-- WHAT THIS TASK INVOLVES --
Return every line from the one with "if cell == entry.cell" through the one with "let reach = radius + BOUNDS_PAD;", inclusive, exactly as it appears below.

BEGIN INFORMATION

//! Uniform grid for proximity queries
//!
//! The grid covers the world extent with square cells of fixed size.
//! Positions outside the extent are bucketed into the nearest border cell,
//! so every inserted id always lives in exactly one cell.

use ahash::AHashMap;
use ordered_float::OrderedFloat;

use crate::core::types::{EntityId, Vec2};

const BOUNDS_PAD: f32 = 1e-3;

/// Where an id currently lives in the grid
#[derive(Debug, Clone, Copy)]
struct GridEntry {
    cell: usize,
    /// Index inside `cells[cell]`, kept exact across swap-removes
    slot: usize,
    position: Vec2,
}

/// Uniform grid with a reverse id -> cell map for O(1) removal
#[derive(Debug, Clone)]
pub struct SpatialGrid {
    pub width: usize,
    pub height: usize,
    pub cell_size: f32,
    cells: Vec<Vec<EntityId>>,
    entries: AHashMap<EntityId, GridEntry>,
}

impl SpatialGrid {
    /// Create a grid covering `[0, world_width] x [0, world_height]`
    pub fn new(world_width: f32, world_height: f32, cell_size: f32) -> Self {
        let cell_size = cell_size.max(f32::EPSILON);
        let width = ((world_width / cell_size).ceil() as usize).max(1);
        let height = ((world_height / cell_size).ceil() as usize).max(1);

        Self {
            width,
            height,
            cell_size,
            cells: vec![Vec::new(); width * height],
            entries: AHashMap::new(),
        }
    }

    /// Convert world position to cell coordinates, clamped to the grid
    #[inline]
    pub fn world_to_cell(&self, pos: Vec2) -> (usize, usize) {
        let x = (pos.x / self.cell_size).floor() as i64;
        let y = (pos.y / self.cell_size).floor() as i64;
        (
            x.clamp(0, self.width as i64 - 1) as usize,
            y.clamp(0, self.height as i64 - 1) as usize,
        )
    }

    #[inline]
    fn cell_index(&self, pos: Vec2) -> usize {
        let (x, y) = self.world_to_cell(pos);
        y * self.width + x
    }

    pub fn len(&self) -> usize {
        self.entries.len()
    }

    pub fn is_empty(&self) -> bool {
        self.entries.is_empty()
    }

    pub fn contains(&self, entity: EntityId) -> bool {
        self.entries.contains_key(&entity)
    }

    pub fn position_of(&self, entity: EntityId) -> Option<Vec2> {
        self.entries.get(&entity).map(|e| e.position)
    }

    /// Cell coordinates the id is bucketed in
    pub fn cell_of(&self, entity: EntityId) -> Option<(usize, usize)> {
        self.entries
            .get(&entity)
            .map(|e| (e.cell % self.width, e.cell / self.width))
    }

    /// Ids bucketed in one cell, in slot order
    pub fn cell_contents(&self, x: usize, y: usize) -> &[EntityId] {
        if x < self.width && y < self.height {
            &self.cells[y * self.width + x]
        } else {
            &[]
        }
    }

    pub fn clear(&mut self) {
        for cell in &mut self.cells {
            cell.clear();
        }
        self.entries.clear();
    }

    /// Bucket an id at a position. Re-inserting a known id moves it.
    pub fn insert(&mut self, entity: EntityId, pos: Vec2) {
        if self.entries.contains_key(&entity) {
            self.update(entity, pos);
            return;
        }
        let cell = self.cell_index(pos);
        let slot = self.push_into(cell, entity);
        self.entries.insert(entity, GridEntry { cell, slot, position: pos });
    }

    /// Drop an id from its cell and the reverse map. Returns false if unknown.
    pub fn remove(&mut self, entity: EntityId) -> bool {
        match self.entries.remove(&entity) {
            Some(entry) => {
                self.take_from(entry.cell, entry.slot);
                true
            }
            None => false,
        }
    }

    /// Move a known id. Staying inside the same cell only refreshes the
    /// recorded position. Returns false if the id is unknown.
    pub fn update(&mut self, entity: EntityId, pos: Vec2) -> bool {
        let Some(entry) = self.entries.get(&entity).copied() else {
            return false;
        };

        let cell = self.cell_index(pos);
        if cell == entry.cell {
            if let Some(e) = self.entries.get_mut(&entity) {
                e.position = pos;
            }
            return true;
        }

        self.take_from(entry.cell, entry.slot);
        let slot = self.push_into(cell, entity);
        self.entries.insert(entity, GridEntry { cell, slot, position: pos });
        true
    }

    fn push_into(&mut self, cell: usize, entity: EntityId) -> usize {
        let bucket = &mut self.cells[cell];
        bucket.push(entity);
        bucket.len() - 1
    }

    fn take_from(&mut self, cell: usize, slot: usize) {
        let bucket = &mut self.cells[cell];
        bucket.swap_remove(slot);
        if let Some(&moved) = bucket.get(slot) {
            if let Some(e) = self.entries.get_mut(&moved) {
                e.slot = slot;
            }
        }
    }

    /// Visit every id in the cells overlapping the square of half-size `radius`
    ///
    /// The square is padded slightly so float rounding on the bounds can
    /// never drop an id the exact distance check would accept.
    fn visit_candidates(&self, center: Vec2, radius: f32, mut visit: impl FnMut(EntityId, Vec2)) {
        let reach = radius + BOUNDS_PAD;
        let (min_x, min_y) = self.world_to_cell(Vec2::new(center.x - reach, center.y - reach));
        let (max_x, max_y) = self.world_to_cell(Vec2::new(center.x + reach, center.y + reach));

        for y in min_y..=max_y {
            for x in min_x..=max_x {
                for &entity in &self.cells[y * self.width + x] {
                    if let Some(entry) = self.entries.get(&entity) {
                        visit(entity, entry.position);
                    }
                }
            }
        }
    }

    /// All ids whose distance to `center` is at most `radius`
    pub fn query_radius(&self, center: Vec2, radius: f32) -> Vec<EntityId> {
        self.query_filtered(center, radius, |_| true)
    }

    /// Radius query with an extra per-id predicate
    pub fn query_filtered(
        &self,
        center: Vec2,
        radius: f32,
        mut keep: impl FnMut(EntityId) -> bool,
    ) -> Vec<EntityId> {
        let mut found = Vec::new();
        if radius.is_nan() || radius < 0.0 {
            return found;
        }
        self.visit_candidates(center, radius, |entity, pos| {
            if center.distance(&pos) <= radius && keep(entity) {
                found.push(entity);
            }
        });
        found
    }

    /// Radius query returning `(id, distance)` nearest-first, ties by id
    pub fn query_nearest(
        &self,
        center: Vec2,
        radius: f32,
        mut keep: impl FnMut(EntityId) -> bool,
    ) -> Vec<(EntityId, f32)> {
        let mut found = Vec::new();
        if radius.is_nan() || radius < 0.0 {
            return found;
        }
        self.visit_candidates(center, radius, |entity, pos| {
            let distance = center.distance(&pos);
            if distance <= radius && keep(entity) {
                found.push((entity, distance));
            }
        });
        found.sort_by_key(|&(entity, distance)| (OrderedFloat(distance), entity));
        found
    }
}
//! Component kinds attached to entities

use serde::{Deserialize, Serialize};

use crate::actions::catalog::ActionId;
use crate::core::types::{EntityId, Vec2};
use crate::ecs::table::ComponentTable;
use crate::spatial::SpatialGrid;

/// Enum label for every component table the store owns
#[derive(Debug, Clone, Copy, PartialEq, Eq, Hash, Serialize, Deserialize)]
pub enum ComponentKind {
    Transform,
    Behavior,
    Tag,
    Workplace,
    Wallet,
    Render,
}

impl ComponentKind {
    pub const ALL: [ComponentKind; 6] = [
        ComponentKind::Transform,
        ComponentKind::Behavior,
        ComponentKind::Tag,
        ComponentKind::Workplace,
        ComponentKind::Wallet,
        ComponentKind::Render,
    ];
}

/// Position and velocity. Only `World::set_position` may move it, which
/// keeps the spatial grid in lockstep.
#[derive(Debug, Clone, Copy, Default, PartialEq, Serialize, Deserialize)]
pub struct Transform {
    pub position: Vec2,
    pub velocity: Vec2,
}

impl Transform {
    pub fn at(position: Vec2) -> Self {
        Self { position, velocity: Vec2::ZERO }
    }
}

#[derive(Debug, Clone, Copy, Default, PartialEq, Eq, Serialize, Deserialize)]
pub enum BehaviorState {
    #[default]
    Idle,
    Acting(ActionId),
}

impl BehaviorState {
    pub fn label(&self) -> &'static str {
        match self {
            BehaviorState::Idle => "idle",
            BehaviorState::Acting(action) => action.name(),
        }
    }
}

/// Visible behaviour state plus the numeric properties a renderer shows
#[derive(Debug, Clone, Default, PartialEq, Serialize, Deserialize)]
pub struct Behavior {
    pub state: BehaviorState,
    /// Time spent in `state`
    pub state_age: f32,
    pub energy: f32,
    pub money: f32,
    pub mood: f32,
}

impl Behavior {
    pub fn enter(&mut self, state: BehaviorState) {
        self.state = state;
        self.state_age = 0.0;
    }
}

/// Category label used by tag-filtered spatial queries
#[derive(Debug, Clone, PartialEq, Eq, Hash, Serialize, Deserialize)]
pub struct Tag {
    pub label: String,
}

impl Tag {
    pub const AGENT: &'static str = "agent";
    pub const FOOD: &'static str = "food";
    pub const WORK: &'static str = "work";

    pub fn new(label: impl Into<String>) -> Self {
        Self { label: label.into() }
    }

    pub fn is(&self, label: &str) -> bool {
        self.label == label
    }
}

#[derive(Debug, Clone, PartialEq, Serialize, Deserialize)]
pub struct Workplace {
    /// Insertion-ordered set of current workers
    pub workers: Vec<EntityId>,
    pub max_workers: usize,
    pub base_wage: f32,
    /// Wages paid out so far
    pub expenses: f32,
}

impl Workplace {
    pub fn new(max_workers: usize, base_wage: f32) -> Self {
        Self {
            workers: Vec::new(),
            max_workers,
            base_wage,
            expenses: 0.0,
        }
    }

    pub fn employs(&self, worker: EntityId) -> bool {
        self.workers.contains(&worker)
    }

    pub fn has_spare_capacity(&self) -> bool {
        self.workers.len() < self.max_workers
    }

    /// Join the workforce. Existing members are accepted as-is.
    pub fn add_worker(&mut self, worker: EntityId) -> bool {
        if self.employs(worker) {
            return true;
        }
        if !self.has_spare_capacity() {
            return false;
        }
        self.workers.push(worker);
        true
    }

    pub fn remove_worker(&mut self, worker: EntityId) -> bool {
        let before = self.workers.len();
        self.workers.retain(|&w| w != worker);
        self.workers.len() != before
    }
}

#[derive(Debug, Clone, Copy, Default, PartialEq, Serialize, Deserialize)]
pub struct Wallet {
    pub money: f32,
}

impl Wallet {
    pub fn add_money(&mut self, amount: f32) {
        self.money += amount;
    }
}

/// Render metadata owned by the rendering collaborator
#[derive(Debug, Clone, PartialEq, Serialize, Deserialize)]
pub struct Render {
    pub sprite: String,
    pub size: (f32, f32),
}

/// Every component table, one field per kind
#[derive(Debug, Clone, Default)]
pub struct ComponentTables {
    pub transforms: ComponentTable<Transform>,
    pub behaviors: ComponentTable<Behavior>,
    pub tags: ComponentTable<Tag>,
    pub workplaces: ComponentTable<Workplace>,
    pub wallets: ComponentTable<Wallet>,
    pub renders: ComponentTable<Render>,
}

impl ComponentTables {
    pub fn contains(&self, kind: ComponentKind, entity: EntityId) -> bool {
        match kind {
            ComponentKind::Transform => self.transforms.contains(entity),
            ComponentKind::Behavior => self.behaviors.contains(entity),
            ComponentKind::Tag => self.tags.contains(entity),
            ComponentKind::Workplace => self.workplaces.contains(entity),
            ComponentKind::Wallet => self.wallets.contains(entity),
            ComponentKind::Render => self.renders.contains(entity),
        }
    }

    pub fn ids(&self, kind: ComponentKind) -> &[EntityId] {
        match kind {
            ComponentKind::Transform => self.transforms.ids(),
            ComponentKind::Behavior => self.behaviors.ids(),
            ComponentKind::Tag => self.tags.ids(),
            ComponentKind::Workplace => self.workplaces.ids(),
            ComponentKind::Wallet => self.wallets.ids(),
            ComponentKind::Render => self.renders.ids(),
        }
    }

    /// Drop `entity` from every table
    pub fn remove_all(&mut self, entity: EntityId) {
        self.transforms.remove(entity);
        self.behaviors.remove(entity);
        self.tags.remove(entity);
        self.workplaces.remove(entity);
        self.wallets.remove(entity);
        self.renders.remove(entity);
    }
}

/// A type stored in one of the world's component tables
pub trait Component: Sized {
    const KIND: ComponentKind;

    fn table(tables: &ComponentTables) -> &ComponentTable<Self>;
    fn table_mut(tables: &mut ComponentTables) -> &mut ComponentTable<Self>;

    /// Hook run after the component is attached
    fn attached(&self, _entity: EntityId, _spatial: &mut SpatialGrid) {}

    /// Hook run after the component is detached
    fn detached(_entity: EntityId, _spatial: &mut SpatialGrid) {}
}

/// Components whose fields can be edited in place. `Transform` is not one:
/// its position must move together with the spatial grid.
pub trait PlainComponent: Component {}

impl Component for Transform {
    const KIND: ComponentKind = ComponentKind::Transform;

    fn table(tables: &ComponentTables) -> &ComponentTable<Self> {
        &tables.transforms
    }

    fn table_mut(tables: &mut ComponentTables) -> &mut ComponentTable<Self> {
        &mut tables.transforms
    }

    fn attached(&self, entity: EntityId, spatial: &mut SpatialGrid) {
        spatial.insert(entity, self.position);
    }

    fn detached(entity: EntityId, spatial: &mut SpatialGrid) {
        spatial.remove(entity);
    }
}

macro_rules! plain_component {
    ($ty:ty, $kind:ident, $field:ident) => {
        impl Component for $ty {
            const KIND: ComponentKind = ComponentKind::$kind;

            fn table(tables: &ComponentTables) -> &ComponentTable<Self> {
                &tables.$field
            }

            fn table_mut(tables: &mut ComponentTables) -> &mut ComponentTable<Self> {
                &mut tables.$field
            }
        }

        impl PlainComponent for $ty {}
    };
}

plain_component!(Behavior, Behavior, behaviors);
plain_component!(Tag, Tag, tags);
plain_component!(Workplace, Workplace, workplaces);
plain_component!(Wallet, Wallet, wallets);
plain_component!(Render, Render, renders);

END INFORMATION

-- ANSWER --
        if cell == entry.cell {
            if let Some(e) = self.entries.get_mut(&entity) {
                e.position = pos;
            }
            return true;
        }

        self.take_from(entry.cell, entry.slot);
        let slot = self.push_into(cell, entity);
        self.entries.insert(entity, GridEntry { cell, slot, position: pos });
        true
    }

    fn push_into(&mut self, cell: usize, entity: EntityId) -> usize {
        let bucket = &mut self.cells[cell];
        bucket.push(entity);
        bucket.len() - 1
    }

    fn take_from(&mut self, cell: usize, slot: usize) {
        let bucket = &mut self.cells[cell];
        bucket.swap_remove(slot);
        if let Some(&moved) = bucket.get(slot) {
            if let Some(e) = self.entries.get_mut(&moved) {
                e.slot = slot;
            }
        }
    }

    /// Visit every id in the cells overlapping the square of half-size `radius`
    ///
    /// The square is padded slightly so float rounding on the bounds can
    /// never drop an id the exact distance check would accept.
    fn visit_candidates(&self, center: Vec2, radius: f32, mut visit: impl FnMut(EntityId, Vec2)) {
        let reach = radius + BOUNDS_PAD;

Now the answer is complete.